# Hello..... need some advice



## 3Blessings (Jul 8, 2012)

Hi to everyone......i felt so rotten right now.My husband and i are been arguing a lot...He has this other business ( logging) that keep him gone everyday aside from the fact that we are farming. I am working part-time too. We just had a baby a month ago. Last night i got pissed at him....because i had a terrible headache after dinner so i told him that i'll just go upstairs and lay down with the baby ( i nurses) while he take cares of the two other kids ( ages 7 and 2). They were sent upstairs ( my boy has paint all over his body) went in the tub both of them.They like to play....( while they were in the tub he was on the phone with his foreman).. and he never tended to them until i went in there to get them out of the tub. So it pissed me. The other night i got pissed too ( easily pissed) because i was tired ( two nights had little sleep) it seemed to me he never volunteer to " like okay mom is tired how abt you kids get in bed.".....and kinda wind them down, but he was there downstairs already laying in the couch. I know he is always tired that he needed his rest... but i guess i need a break too. What i was hoping for is he tends to them, spend time with them like reading a book with them till they fall asleep, my daughter can be told and she will go to sleep. i am hoping he will do spend time with them two together. they both like being read to.
When i 'm pissed i tend to mutter or snap at him.... and he just give it back to me.........He said that i have a rotten attitude. I admit that.. but the fact that i get tired too. I have no help in the house, i worry abt the finances too , i worry ( well, now i'm gettign used to if i could not pay the bills..numb and wait). Although, lately we has good news hopefully into the right track for the farm. You see our farm income is so diminished, we barely cover the bills and then he has expenses on the other business ( he has foreman and another worker). Now he is pre-occupied with the breakdowns and wanting to get his saw done soon. i know that these happens... but it builds up like his being in the computer all the time and falling asleep in the couch. 

he said abt this rotten attitude...... he yells at me when i said things, or accuse him of well mostly of " to have time spend with us". i get tired of waiting for him, adjusting to him...
most of the time, well its a habit now, that his way of unwinding is okay spend time with the tv....and most time fall asleep in the couch.....he said no i go to bed.. every night i sleep in our bed so i guess i pretty know if he went to bed. yeah granted most of the he falls asleep on the couch.i like to unwind (well, hope to) with my husband by going to bed....you know like our old folks......kids in bed, now mom and dad in their bed too, talk a little bit maybe discuss the day , or something like decisions... we pretty much not like that...

some situation isnt it?... i wish things aint this hard or complicated that both of us could not compromise on some ground.

i prayed to God he'll enlighten us...thanks you for listening.

Em


----------



## Dewy (Aug 29, 2012)

you to need sometime without the kids to talk, go away for a week end together, alone


----------



## Pault (Aug 15, 2012)

Over worked, financially stressed, setting up and running 2 businesses, having to deal with staff, a month old child, 2 very young children and being completely tired out.
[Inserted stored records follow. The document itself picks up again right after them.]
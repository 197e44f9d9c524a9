use explorer_core::{ExecutionPath, QueryRequest, QueryResult};

use crate::Db;
use crate::error::{DbError, Result};

impl Db {
    /// Answers a query from the rollups when allowed and possible, otherwise
    /// from the fact tables. Both paths return the same rows.
    pub fn execute(&self, request: &QueryRequest, prefer_materialized: bool) -> Result<QueryResult> {
        request.validate()?;
        if prefer_materialized {
            match self.aggregate_materialized(request) {
                Ok(rows) => {
                    return Ok(QueryResult::from_rows(
                        request,
                        rows,
                        ExecutionPath::Materialized,
                    ));
                }
                Err(DbError::DataUnavailable(family)) => {
                    tracing::debug!(
                        family = family.as_str(),
                        metric = request.metric.as_str(),
                        "rollup unavailable, aggregating raw facts"
                    );
                }
                Err(err) => return Err(err),
            }
        }
        let rows = self.aggregate(request)?;
        Ok(QueryResult::from_rows(request, rows, ExecutionPath::Raw))
    }
}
Not supprised that your both on the edge. As stated above you need to be able to take out a couple of hours just to relax, a meal, no alchohol and take together about how your both going to share the load.


----------



## KellyK (Sep 4, 2012)

Do you have family that could come and help with the kids for a little while?


----------



## 3Blessings (Jul 8, 2012)

thank you guys for the response. its true that we are both overworked. Most of the time,we take it out on each other. I dont get any help from anybody except his dad who comes here once in awhile an say how we doin. I hated his mom. Not once after i had the baby did she come or call and ask if i need help or something....but she was always like this. (" because thats what i did ...i raised my kids all by myself", i can hear her say.)......I'm goin back to work in two weeks and all i can hear from her is what is your schedule, when are you goin back to work so that i can prepare........and she does this in front of other people.... in places where we are bound to be there together........when she live across the road from my house ( we farm by the way----- and i think she thinks that i should be doin more, like that comment she said to my daughter that its my duty to keep the house clean while i was pregnant), and that she can call me if she wants/need to.
I am not planning for her to watch my kids. 
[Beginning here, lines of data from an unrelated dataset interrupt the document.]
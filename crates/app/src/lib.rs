pub mod app;
pub mod config;
pub mod error;
pub mod logging;
pub mod services;

pub use app::{AppState, setup_db};
pub use config::{AnomalyConfig, DEFAULT_CONFIG_FILE, ExplorerConfig, MiningConfig};
pub use error::{ApiError, AppError, Result};
pub use logging::init_tracing;
pub use services::{AppServices, ExplorerService, PatternsService, RollupService};
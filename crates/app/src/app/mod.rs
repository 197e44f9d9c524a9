use std::path::Path;

use crate::config::ExplorerConfig;
use crate::error::{AppError, Result};
use crate::services::AppServices;
use explorer_db::Db;

/// Application state shared by front ends (CLI, embedding services).
#[derive(Clone)]
pub struct AppState {
    pub config: ExplorerConfig,
    pub services: AppServices,
}

impl AppState {
    pub fn new(config: ExplorerConfig) -> Self {
        let services = AppServices::new(&config);
        Self { config, services }
    }

    pub fn from_config_file(path: impl AsRef<Path>) -> Result<Self> {
        Ok(Self::new(ExplorerConfig::load_or_default(path)?))
    }

    pub fn is_fresh_db(&self) -> bool {
        !self.config.db_path.exists()
    }

    pub fn setup_db(&self) -> Result<()> {
        setup_db(&self.config.db_path)
    }

    /// Migrates the store and reports which rollups can serve queries.
    pub fn initialize(&self) -> Result<()> {
        let is_fresh_db = self.is_fresh_db();
        self.setup_db()
            .map_err(|err| AppError::Message(format!("initialize db: {}", err)))?;
        if is_fresh_db {
            tracing::info!(path = %self.config.db_path.display(), "created session store");
        }
        for status in self.services.rollups.status()? {
            tracing::info!(
                family = status.family.as_str(),
                rows = status.row_count,
                ready = status.ready,
                "rollup status"
            );
        }
        Ok(())
    }

    pub fn open_db(&self) -> Result<Db> {
        Ok(Db::open(&self.config.db_path)?.with_timezone(self.config.timezone))
    }
}

pub fn setup_db(path: &Path) -> Result<()> {
    let mut db = Db::open(path)?;
    db.migrate()?;
    Ok(())
}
I already give my schedule to her but...deep inside i am dreading or even afraid of the what may happen..........I am desperate...she's the available help........my mom or any of my family is in another country.........i usually comes home tired from work and she have the tendency to nag..........she's opinionated, stubborn like me.. and my question why?.........why, now?...why volunteer?......after treating me the way she did while i was pregnant or when my boy was a baby ( he's two now). 

May the good Lord help me.........May He lend me some advice and understanding.....


Em


----------